Indira would be envious.
So where does that leave us?
There is clearly no black and white choice. No party is “clean”. In a system this messy, one could argue it isn’t even possible. But when graded on a moral curve, the choice is not that hard either.
Anyone that has been reading this blog for any appreciable time will know how much I’ve criticized the INC-lead UPA government while it was in power. It’s kleptocratic nature with its insistence on pushing a lineage of false “Gandhis” is disgusting. But it is nowhere near as dangerous as a theocratic pseudo fascist outfit with inextricable ties to a paramilitary force. The former, for all its many, MANY, faults, still managed to do more good than harm over its tenure.
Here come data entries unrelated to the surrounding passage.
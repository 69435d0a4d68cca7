//! Session storage handoff between pages.
//!
//! The corporate landing page remembers the picked program; the accelerated
//! application page reads it back after navigation. This is a one-way
//! handoff, not a shared store.

use crate::core::analytics::{AnalyticsEvent, AnalyticsSink, PROGRAM_SELECTED};
use crate::core::catalog::PricingTable;
use crate::core::models::PricingRecord;
use crate::{debug, warn};
use serde_json::json;
use std::collections::HashMap;

/// Key holding the program code picked on the corporate landing page
pub const SELECTED_PROGRAM_KEY: &str = "selectedProgram";

/// Key holding the partner the program was picked for
pub const SELECTED_PARTNER_KEY: &str = "selectedPartner";

/// String key/value storage that survives page navigation within a session
pub trait SessionStore {
    /// Read a value
    fn get(&self, key: &str) -> Option<String>;
    /// Write a value
    fn set(&mut self, key: &str, value: &str);
    /// Delete a value
    fn remove(&mut self, key: &str);
}

/// In-memory [`SessionStore`]
#[derive(Debug, Clone, Default, PartialEq, Eq)]
pub struct MemorySessionStore {
    values: HashMap<String, String>,
}

impl MemorySessionStore {
    /// Create an empty store
    #[must_use]
    pub fn new() -> Self {
        Self::default()
    }
}

impl SessionStore for MemorySessionStore {
    fn get(&self, key: &str) -> Option<String> {
        self.values.get(key).cloned()
    }

    fn set(&mut self, key: &str, value: &str) {
        self.values.insert(key.to_string(), value.to_string());
    }

    fn remove(&mut self, key: &str) {
        self.values.remove(key);
    }
}

/// Remember the program picked on the corporate landing page.
///
/// Unpriced codes are refused so the application page never receives a
/// program it cannot show. Returns whether the handoff was written.
pub fn remember_selected_program(
    store: &mut dyn SessionStore,
    table: &PricingTable,
    program_code: &str,
    partner: &str,
    analytics: &dyn AnalyticsSink,
) -> bool {
    if table.program(program_code).is_none() {
        warn!("Refusing to hand off unpriced program '{program_code}'");
        return false;
    }
    store.set(SELECTED_PROGRAM_KEY, program_code);
    store.set(SELECTED_PARTNER_KEY, partner);
    analytics.track(AnalyticsEvent::new(
        PROGRAM_SELECTED,
        json!({ "program": program_code, "partner": partner }),
    ));
    debug!("Stored selected program '{program_code}' for partner '{partner}'");
    true
}

/// Read back the handed-off program, resolved against the pricing table
#[must_use]
pub fn selected_program<'t>(store: &dyn SessionStore, table: &'t PricingTable) -> Option<&'t PricingRecord> {
    let code = store.get(SELECTED_PROGRAM_KEY)?;
    table.program(&code)
}

/// Forget the handoff (e.g., once the application form has loaded)
pub fn clear_selected_program(store: &mut dyn SessionStore) {
    store.remove(SELECTED_PROGRAM_KEY);
    store.remove(SELECTED_PARTNER_KEY);
}

#[cfg(test)]
mod tests {
    use super::*;
    use crate::core::analytics::RecordingSink;

    #[test]
    fn test_round_trip_through_store() {
        let sink = RecordingSink::new();
        let table = PricingTable::builtin();
        let mut store = MemorySessionStore::new();

        assert!(selected_program(&store, table).is_none());
        assert!(remember_selected_program(&mut store, table, "mba", "Acme", &sink));
        assert_eq!(selected_program(&store, table).map(|p| p.code.as_str()), Some("mba"));
        assert_eq!(store.get(SELECTED_PARTNER_KEY).as_deref(), Some("Acme"));
        assert_eq!(sink.names(), vec![PROGRAM_SELECTED]);

        clear_selected_program(&mut store);
        assert!(selected_program(&store, table).is_none());
    }

    #[test]
    fn test_unpriced_program_not_stored() {
        let sink = RecordingSink::new();
        let mut store = MemorySessionStore::new();
        assert!(!remember_selected_program(
            &mut store,
            PricingTable::builtin(),
            "ghost",
            "Acme",
            &sink
        ));
        assert!(store.get(SELECTED_PROGRAM_KEY).is_none());
        assert!(sink.events().is_empty());
    }

    #[test]
    fn test_stale_code_resolves_to_none() {
        let mut store = MemorySessionStore::new();
        store.set(SELECTED_PROGRAM_KEY, "retired-program");
        assert!(selected_program(&store, PricingTable::builtin()).is_none());
    }
}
Even with its infuriating insistence on pushing the political future of a single family above all else, the INC’s agenda has always been inclusive. The BJP, however, judging by its actions over the last three years alone, not to say anything about its sordid history, represents an existential threat to the very idea of a secular democracy.
Some things just cannot be allowed to persist.
I can’t believe I’m typing this, for the very idea is galling, but I see no choice but to vote for the INC. This is a crisis. And there’s no “good” choices.
Like the scene from Argo that talks about the “Best bad idea”, this is all we have.
Time to hack off a limb.
The life you save may very well be your own.